Jim:Yeah. Since before. Since before that.
T.C.:Hey, dummy. Hey, little baby. Put your thinking cap on.
Jim:Yeah. People people were aggressively telling me as a baby to think harder.
T.C.:What's wrong with you, baby?
Jim:Put some clothes on that'll make you think better.
T.C.:Yeah. Put put some put some pants on them diapers. Cover them diapers up and and put on a thinking cap. We need we need something covering your bottom and your top. Yeah.
T.C.:The bottom's for just decency in the top so you know how to talk now. Reverse it. Rever oh, okay. What I was gonna throw a middle name at you because I've I as far as
Jim:I'm concerned, you Louise. Louise.
T.C.:Jim Louise Burzelic. Close. I was gonna mention Letterkenny because I you and Finn. You, in particular, introduced me to this show. Mhmm.
T.C.:I never heard of it until you and now I hear about it all the time.
Jim:All the time. Like,
T.C.:people on Facebook just letter Kenny. Letter Kenny. I'm like, that's Jim's show. He created it.
Jim:Oh, I wish.
T.C.:You you have a great pitch for now so for the for those listening who don't know but now will see it everywhere, what is Letterkenny?
Jim:Letterkenny is a Canadian TV show
T.C.:That you created. About
Jim:some people who live in the town of Let Letterkenny. Letterkenny is in Canada. Okay. I I've forgotten slash haven't figured out what province it's in, so I'm not gonna guess.
T.C.:It's Canada.
Jim:What what else
T.C.:do need to know, America? Newark. It's up north.
Jim:But it and then it's it's about their their sort of daily adventures, and and the thing is it's not a big town. It's a very, very small town.
T.C.:Yeah.
Jim:So the cast are farmers and meth heads. And early on, they they they said and Christians.
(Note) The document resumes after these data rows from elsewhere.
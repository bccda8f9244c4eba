use serde::Serialize;
use tauri::Emitter;

use crate::binary_manager::{Availability, BinaryManager};

#[derive(Serialize)]
pub struct IsAvailableResponse {
    pub ok: bool,
    pub path: String,
    pub version: Option<String>,
}

impl From<Availability> for IsAvailableResponse {
    fn from(a: Availability) -> Self {
        IsAvailableResponse {
            ok: a.ok,
            path: a.path.to_string_lossy().to_string(),
            version: a.version,
        }
    }
}

#[tauri::command]
pub async fn geth_is_available(path_override: Option<String>) -> Result<IsAvailableResponse, String> {
    let path = path_override.map(std::path::PathBuf::from);
    Ok(BinaryManager::is_available(path.as_deref()).into())
}

#[derive(Serialize)]
pub struct DownloadResponse {
    pub path: String,
    pub version: String,
    pub used_fallback: bool,
}

#[tauri::command]
pub async fn geth_download(app: tauri::AppHandle) -> Result<DownloadResponse, String> {
    let outcome = BinaryManager::download(move |progress| {
        let _ = app.emit("geth:downloadProgress", progress);
    })
    .await
    .map_err(|e| e.to_string())?;

    Ok(DownloadResponse {
        path: outcome.path.to_string_lossy().to_string(),
        version: outcome.version,
        used_fallback: outcome.used_fallback,
    })
}

#[tauri::command]
pub async fn geth_get_path() -> Result<String, String> {
    Ok(BinaryManager::get_path().to_string_lossy().to_string())
}
//! Ensures a runnable Geth binary exists at the resolved path, downloading
//! and extracting a platform-specific archive when absent.

use flate2::read::GzDecoder;
use futures_util::StreamExt;
use serde::{Deserialize, Serialize};
use std::io::Cursor;
use std::path::{Path, PathBuf};
use std::process::Command;
use tar::Archive;
use tracing::{info, warn};

use crate::error::{Result, SupervisorError};
use crate::platform::{self, PlatformKey};

/// Archive kind inferred from the download URL's extension.
enum ArchiveKind {
    TarGz,
    Zip,
}

/// One entry of the fixed platform → archive-URL table.
struct Release {
    url: &'static str,
    kind: ArchiveKind,
}

fn release_table(key: PlatformKey) -> Release {
    match key {
        PlatformKey::LinuxX64 => Release {
            url: "https://geth.marscredit.network/releases/v1.0.0/geth-linux-amd64.tar.gz",
            kind: ArchiveKind::TarGz,
        },
        PlatformKey::LinuxArm64 => Release {
            url: "https://geth.marscredit.network/releases/v1.0.0/geth-linux-arm64.tar.gz",
            kind: ArchiveKind::TarGz,
        },
        PlatformKey::DarwinX64 => Release {
            url: "https://geth.marscredit.network/releases/v1.0.0/geth-darwin-amd64.tar.gz",
            kind: ArchiveKind::TarGz,
        },
        // No native darwin-arm64 build; falls back to the x64 build under
        // Rosetta, same as darwin-x64's entry. Recorded via the `fallback`
        // flag on the returned DownloadOutcome.
        PlatformKey::DarwinArm64 => Release {
            url: "https://geth.marscredit.network/releases/v1.0.0/geth-darwin-amd64.tar.gz",
            kind: ArchiveKind::TarGz,
        },
        PlatformKey::Win32X64 => Release {
            url: "https://geth.marscredit.network/releases/v1.0.0/geth-windows-amd64.zip",
            kind: ArchiveKind::Zip,
        },
        PlatformKey::Win32Arm64 => Release {
            url: "https://geth.marscredit.network/releases/v1.0.0/geth-windows-arm64.zip",
            kind: ArchiveKind::Zip,
        },
    }
}

#[derive(Debug, Clone, Serialize, Deserialize)]
#[serde(rename_all = "camelCase")]
pub struct DownloadProgress {
    pub downloaded_bytes: u64,
    pub total_bytes: u64,
    pub percent: f32,
}

#[derive(Debug, Clone, Serialize, Deserialize)]
#[serde(rename_all = "camelCase")]
pub struct Availability {
    pub ok: bool,
    pub path: PathBuf,
    pub version: Option<String>,
}

#[derive(Debug, Clone, Serialize, Deserialize)]
#[serde(rename_all = "camelCase")]
pub struct DownloadOutcome {
    pub path: PathBuf,
    pub version: String,
    /// Set when the current platform had no native build and a compatible
    /// fallback was used instead (e.g. darwin-arm64 -> darwin-x64).
    pub used_fallback: bool,
}

pub struct BinaryManager;

impl BinaryManager {
    /// `ok=true` only when the file exists *and* `geth version` runs and
    /// parses to a version string.
    pub fn is_available(path_override: Option<&Path>) -> Availability {
        let path = path_override
            .map(Path::to_path_buf)
            .unwrap_or_else(platform::geth_binary_path);

        if !path.exists() {
            return Availability {
                ok: false,
                path,
                version: None,
            };
        }

        match Self::probe_version(&path) {
            Ok(version) => Availability {
                ok: true,
                path,
                version: Some(version),
            },
            Err(_) => Availability {
                ok: false,
                path,
                version: None,
            },
        }
    }

    pub fn get_path() -> PathBuf {
        platform::geth_binary_path()
    }

    fn probe_version(path: &Path) -> Result<String> {
        let output = Command::new(path)
            .arg("version")
            .output()
            .map_err(|e| SupervisorError::SpawnFailed(e.to_string()))?;

        if !output.status.success() {
            return Err(SupervisorError::SpawnFailed(
                "geth version exited non-zero".into(),
            ));
        }

        let stdout = String::from_utf8_lossy(&output.stdout);
        stdout
            .lines()
            .next()
            .map(|l| l.trim().to_string())
            .filter(|l| !l.is_empty())
            .ok_or_else(|| SupervisorError::SpawnFailed("empty geth version output".into()))
    }

    /// Downloads and extracts the Geth archive for the current platform,
    /// reporting progress as it streams, and validates the result by
    /// running `geth version`. Temporary files are always cleaned up.
    pub async fn download<F>(progress: F) -> Result<DownloadOutcome>
    where
        F: Fn(DownloadProgress) + Send + 'static,
    {
        let key = platform::platform_key().ok_or_else(|| SupervisorError::UnsupportedPlatform {
            os: std::env::consts::OS.to_string(),
            arch: std::env::consts::ARCH.to_string(),
        })?;
        let used_fallback = matches!(key, PlatformKey::DarwinArm64);
        let release = release_table(key);

        let bin_dir = platform::geth_binary_path()
            .parent()
            .unwrap_or(Path::new("bin"))
            .to_path_buf();
        std::fs::create_dir_all(&bin_dir)?;

        let tmp_dir = tempfile::tempdir().map_err(SupervisorError::Io)?;

        let client = reqwest::Client::builder()
            .timeout(std::time::Duration::from_secs(0))
            .connect_timeout(std::time::Duration::from_secs(30))
            .build()
            .map_err(|e| SupervisorError::DownloadFailed(e.to_string()))?;

        let response = client
            .get(release.url)
            .send()
            .await
            .map_err(|e| SupervisorError::DownloadFailed(e.to_string()))?;

        if !response.status().is_success() {
            return Err(SupervisorError::DownloadFailed(format!(
                "status {}",
                response.status()
            )));
        }

        let total = response.content_length().unwrap_or(0);
        let mut downloaded = 0u64;
        let mut bytes = Vec::new();
        let mut stream = response.bytes_stream();

        while let Some(chunk) = stream.next().await {
            let chunk = chunk.map_err(|e| SupervisorError::DownloadFailed(e.to_string()))?;
            downloaded += chunk.len() as u64;
            bytes.extend_from_slice(&chunk);
            progress(DownloadProgress {
                downloaded_bytes: downloaded,
                total_bytes: total,
                percent: if total > 0 {
                    (downloaded as f32 / total as f32) * 100.0
                } else {
                    0.0
                },
            });
        }

        let geth_name = platform::geth_binary_name();
        Self::extract(&release.kind, &bytes, tmp_dir.path(), geth_name)?;

        let extracted = tmp_dir.path().join(geth_name);
        let final_path = bin_dir.join(geth_name);
        std::fs::copy(&extracted, &final_path)?;

        #[cfg(unix)]
        {
            use std::os::unix::fs::PermissionsExt;
            let mut perms = std::fs::metadata(&final_path)?.permissions();
            perms.set_mode(0o755);
            std::fs::set_permissions(&final_path, perms)?;
        }

        let version = Self::probe_version(&final_path).map_err(|e| {
            warn!("downloaded geth failed version probe: {}", e);
            SupervisorError::DownloadFailed("corrupted download".into())
        })?;

        info!("geth {} installed at {}", version, final_path.display());

        Ok(DownloadOutcome {
            path: final_path,
            version,
            used_fallback,
        })
    }

    fn extract(kind: &ArchiveKind, data: &[u8], out_dir: &Path, binary_name: &str) -> Result<()> {
        match kind {
            ArchiveKind::Zip => {
                let reader = Cursor::new(data);
                let mut archive = zip::ZipArchive::new(reader)
                    .map_err(|e| SupervisorError::DownloadFailed(format!("bad zip: {e}")))?;

                for i in 0..archive.len() {
                    let mut file = archive
                        .by_index(i)
                        .map_err(|e| SupervisorError::DownloadFailed(format!("bad zip entry: {e}")))?;
                    if file.name().ends_with(binary_name) {
                        let dest = out_dir.join(binary_name);
                        let mut out = std::fs::File::create(&dest)?;
                        std::io::copy(&mut file, &mut out)?;
                        return Ok(());
                    }
                }
                Err(SupervisorError::DownloadFailed(
                    "binary not found in zip archive".into(),
                ))
            }
            ArchiveKind::TarGz => {
                let gz = GzDecoder::new(Cursor::new(data));
                let mut archive = Archive::new(gz);
                for entry in archive
                    .entries()
                    .map_err(|e| SupervisorError::DownloadFailed(format!("bad tar.gz: {e}")))?
                {
                    let mut entry =
                        entry.map_err(|e| SupervisorError::DownloadFailed(format!("bad tar entry: {e}")))?;
                    let path = entry.path().map_err(|e| {
                        SupervisorError::DownloadFailed(format!("bad tar entry path: {e}"))
                    })?;
                    if path.file_name().map(|n| n == binary_name).unwrap_or(false) {
                        let dest = out_dir.join(binary_name);
                        let mut out = std::fs::File::create(&dest)?;
                        std::io::copy(&mut entry, &mut out)?;
                        return Ok(());
                    }
                }
                Err(SupervisorError::DownloadFailed(
                    "binary not found in tar.gz archive".into(),
                ))
            }
        }
    }
}

#[cfg(test)]
mod tests {
    use super::*;

    #[test]
    fn is_available_false_for_missing_path() {
        let dir = tempfile::tempdir().unwrap();
        let missing = dir.path().join("geth");
        let availability = BinaryManager::is_available(Some(&missing));
        assert!(!availability.ok);
        assert!(availability.version.is_none());
    }

    #[test]
    fn is_available_false_for_non_executable_file() {
        let dir = tempfile::tempdir().unwrap();
        let fake = dir.path().join("geth");
        std::fs::write(&fake, b"not a binary").unwrap();
        let availability = BinaryManager::is_available(Some(&fake));
        assert!(!availability.ok);
    }
}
They kinda dropped calling out specifically Christians at at a certain point. I'm not not exactly sure why. It might have just been plot reasons like, well, we ran this well dry.
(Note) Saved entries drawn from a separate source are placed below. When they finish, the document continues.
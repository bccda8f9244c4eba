//! Registry of miner instances keyed by a 1-based tab index. Mediates
//! create/start/stop/remove and broadcasts per-instance events.

use std::collections::HashMap;
use std::path::PathBuf;
use std::sync::Arc;
use tauri::{AppHandle, Emitter};
use tokio::sync::broadcast::error::RecvError;
use tokio::sync::Mutex;

use crate::error::Result;
use crate::miner_instance::{InstanceEvent, InstanceState, MinerInstance, MinerInstanceConfig};
use crate::platform;

#[derive(Debug, Clone, Default)]
pub struct PartialConfig {
    pub miner_threads: Option<u32>,
    pub cache_mb: Option<u32>,
    pub etherbase: Option<String>,
}

struct Registry {
    instances: HashMap<u32, Arc<MinerInstance>>,
    // Remembers threads/cache/etherbase for a stopped tab across restarts
    // within this session; never persisted to disk.
    config_cache: HashMap<u32, PartialConfig>,
}

pub struct MinerService {
    geth_path: Mutex<PathBuf>,
    registry: Mutex<Registry>,
    // Plain std Mutex: set once during setup, read (cheaply, synchronously)
    // whenever a new instance is wired up for event forwarding.
    app_handle: std::sync::Mutex<Option<AppHandle>>,
}

impl MinerService {
    pub fn new(default_geth_path: PathBuf) -> Arc<Self> {
        Arc::new(MinerService {
            geth_path: Mutex::new(default_geth_path),
            registry: Mutex::new(Registry {
                instances: HashMap::new(),
                config_cache: HashMap::new(),
            }),
            app_handle: std::sync::Mutex::new(None),
        })
    }

    pub async fn set_geth_path(&self, path: PathBuf) {
        *self.geth_path.lock().await = path;
    }

    /// Lets the app wire up event forwarding once the Tauri runtime is up.
    /// Instances created after this call get their `miner:log`/`miner:state`
    /// events forwarded automatically; ones created before do not.
    pub fn set_app_handle(&self, handle: AppHandle) {
        *self.app_handle.lock().unwrap() = Some(handle);
    }

    /// Allocates the next index (max existing + 1, or 1); indices are never
    /// recycled within a session. Creates but does not start the instance.
    pub async fn add_tab(&self, config: Option<PartialConfig>) -> u32 {
        let mut registry = self.registry.lock().await;
        let next_index = registry.instances.keys().copied().max().unwrap_or(0) + 1;
        drop(registry);

        self.ensure_instance(next_index, config).await;
        next_index
    }

    async fn ensure_instance(&self, index: u32, overrides: Option<PartialConfig>) -> Arc<MinerInstance> {
        let mut registry = self.registry.lock().await;

        if let Some(existing) = registry.instances.get(&index) {
            return Arc::clone(existing);
        }

        let geth_path = self.geth_path.lock().await.clone();
        let mut config = MinerInstanceConfig::new(index, geth_path);

        let cached = registry.config_cache.get(&index).cloned().unwrap_or_default();
        let merged = merge_partial(cached, overrides.unwrap_or_default());
        apply_partial(&mut config, &merged);
        registry.config_cache.insert(index, merged);

        let instance = MinerInstance::new(config);
        registry.instances.insert(index, Arc::clone(&instance));
        drop(registry);

        self.spawn_event_forwarder(&instance);
        instance
    }

    /// Drains the instance's broadcast channel for its lifetime, forwarding
    /// `Log`/`State` events as the `miner:log`/`miner:state` Tauri events
    /// spec's event-stream surface calls for. A no-op before the app handle
    /// is wired up (e.g. in tests).
    fn spawn_event_forwarder(&self, instance: &Arc<MinerInstance>) {
        let Some(app_handle) = self.app_handle.lock().unwrap().clone() else {
            return;
        };

        let mut events = instance.subscribe();
        tokio::spawn(async move {
            loop {
                match events.recv().await {
                    Ok(InstanceEvent::Log(line)) => {
                        let _ = app_handle.emit("miner:log", &line);
                    }
                    Ok(InstanceEvent::State(delta)) => {
                        let _ = app_handle.emit("miner:state", &delta);
                    }
                    Ok(InstanceEvent::Exited(_)) => {}
                    Err(RecvError::Lagged(_)) => continue,
                    Err(RecvError::Closed) => break,
                }
            }
        });
    }

    /// Stops the instance (if running) and forgets it.
    pub async fn remove_tab(&self, index: u32) -> Result<()> {
        let instance = {
            let mut registry = self.registry.lock().await;
            registry.instances.remove(&index)
        };

        if let Some(instance) = instance {
            instance.stop().await?;
        }
        Ok(())
    }

    /// Creates the instance if necessary, merges config, starts it.
    pub async fn start_miner(&self, index: u32, config: Option<PartialConfig>) -> Result<()> {
        let instance = self.ensure_instance(index, config).await;
        instance.start().await
    }

    /// Idempotent stop.
    pub async fn stop_miner(&self, index: u32) -> Result<()> {
        let instance = {
            let registry = self.registry.lock().await;
            registry.instances.get(&index).cloned()
        };
        match instance {
            Some(instance) => instance.stop().await,
            None => Ok(()),
        }
    }

    pub async fn get_miner_state(&self, index: u32) -> Option<InstanceState> {
        let instance = {
            let registry = self.registry.lock().await;
            registry.instances.get(&index).cloned()
        }?;
        Some(instance.state().await)
    }

    pub async fn get_tab_indices(&self) -> Vec<u32> {
        let mut indices: Vec<u32> = self.registry.lock().await.instances.keys().copied().collect();
        indices.sort_unstable();
        indices
    }

    pub async fn get_rpc_url(&self, index: u32) -> Option<String> {
        let instance = {
            let registry = self.registry.lock().await;
            registry.instances.get(&index).cloned()
        }?;
        Some(instance.rpc_url().await)
    }

    pub async fn get_running_miner_indices(&self) -> Vec<u32> {
        let instances: Vec<(u32, Arc<MinerInstance>)> = {
            let registry = self.registry.lock().await;
            registry
                .instances
                .iter()
                .map(|(i, inst)| (*i, Arc::clone(inst)))
                .collect()
        };

        let mut running = Vec::new();
        for (index, instance) in instances {
            if instance.is_running().await {
                running.push(index);
            }
        }
        running.sort_unstable();
        running
    }

    /// Stops every instance. Failures for one instance never cancel the
    /// remaining stops.
    pub async fn stop_all(&self) {
        let instances: Vec<Arc<MinerInstance>> = {
            let registry = self.registry.lock().await;
            registry.instances.values().cloned().collect()
        };

        for instance in instances {
            if let Err(e) = instance.stop().await {
                tracing::warn!("failed to stop a miner instance during stop_all: {}", e);
            }
        }
    }

    pub async fn subscribe(&self, index: u32) -> Option<tokio::sync::broadcast::Receiver<InstanceEvent>> {
        let registry = self.registry.lock().await;
        registry.instances.get(&index).map(|i| i.subscribe())
    }

    pub fn default_geth_path() -> PathBuf {
        platform::geth_binary_path()
    }
}

fn merge_partial(cached: PartialConfig, overrides: PartialConfig) -> PartialConfig {
    PartialConfig {
        miner_threads: overrides.miner_threads.or(cached.miner_threads),
        cache_mb: overrides.cache_mb.or(cached.cache_mb),
        etherbase: overrides.etherbase.or(cached.etherbase),
    }
}

fn apply_partial(config: &mut MinerInstanceConfig, partial: &PartialConfig) {
    if let Some(threads) = partial.miner_threads {
        config.miner_threads = threads;
    }
    if let Some(cache) = partial.cache_mb {
        config.cache_mb = cache;
    }
    if partial.etherbase.is_some() {
        config.etherbase = partial.etherbase.clone();
    }
}

#[cfg(test)]
mod tests {
    use super::*;

    #[tokio::test]
    async fn add_tab_allocates_sequential_indices() {
        let service = MinerService::new(PathBuf::from("/bin/geth"));
        assert_eq!(service.add_tab(None).await, 1);
        assert_eq!(service.add_tab(None).await, 2);
        assert_eq!(service.add_tab(None).await, 3);
    }

    #[tokio::test]
    async fn indices_are_not_recycled_after_removing_the_max() {
        let service = MinerService::new(PathBuf::from("/bin/geth"));
        service.add_tab(None).await;
        let second = service.add_tab(None).await;
        service.remove_tab(second).await.unwrap();
        assert_eq!(service.add_tab(None).await, 3);
    }

    #[tokio::test]
    async fn get_tab_indices_reflects_registry() {
        let service = MinerService::new(PathBuf::from("/bin/geth"));
        service.add_tab(None).await;
        service.add_tab(None).await;
        assert_eq!(service.get_tab_indices().await, vec![1, 2]);
    }

    #[tokio::test]
    async fn unknown_index_yields_none() {
        let service = MinerService::new(PathBuf::from("/bin/geth"));
        assert!(service.get_miner_state(42).await.is_none());
        assert!(service.get_rpc_url(42).await.is_none());
    }

    #[tokio::test]
    async fn stop_miner_on_unknown_index_is_a_no_op() {
        let service = MinerService::new(PathBuf::from("/bin/geth"));
        service.stop_miner(99).await.unwrap();
    }
}
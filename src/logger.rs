//! File-based structured logging for the supervisor.

use std::path::Path;
use tracing_appender::non_blocking::WorkerGuard;
use tracing_subscriber::{fmt, prelude::*, EnvFilter};

/// Installs the global `tracing` subscriber, writing to `<root>/logs/app.log`.
///
/// Returns the non-blocking writer's guard; the caller must keep it alive for
/// the lifetime of the process or buffered log lines are dropped on exit.
pub fn init(logs_dir: &Path) -> std::io::Result<WorkerGuard> {
    std::fs::create_dir_all(logs_dir)?;

    let file_appender = tracing_appender::rolling::never(logs_dir, "app.log");
    let (non_blocking, guard) = tracing_appender::non_blocking(file_appender);

    let env_filter = EnvFilter::try_from_default_env().unwrap_or_else(|_| EnvFilter::new("info"));

    let file_layer = fmt::layer().with_ansi(false).with_writer(non_blocking);

    #[cfg(debug_assertions)]
    {
        let stdout_layer = fmt::layer().with_ansi(true);
        tracing_subscriber::registry()
            .with(env_filter)
            .with(file_layer)
            .with(stdout_layer)
            .init();
    }

    #[cfg(not(debug_assertions))]
    {
        tracing_subscriber::registry()
            .with(env_filter)
            .with(file_layer)
            .init();
    }

    Ok(guard)
}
T.C.:You can only make fun of Christians so long.
Jim:Yeah. They've they've Louise. Jeez Louise. They've kept at least one character from the the the church plot line, but he's he's no longer, like, the the pastor. Mhmm.
Jim:So so I I think they kinda dropped that. And now it's they they've established this cast, and it's just it's about this this regular group of people. So the and they're misadventures.
T.C.:Canadian Simpsons, Canadian Parks and Rec, just that sort of random situational comedy all set in this town?
Jim:Yeah. Yeah.
T.C.:Okay. I you have a you have an interesting pitch because I am aware how Canadian the show is. You think, at least the main guy or one of the stars
Jim:Who's not mine. Not Not yours. Not the Internet the Internet proposed it.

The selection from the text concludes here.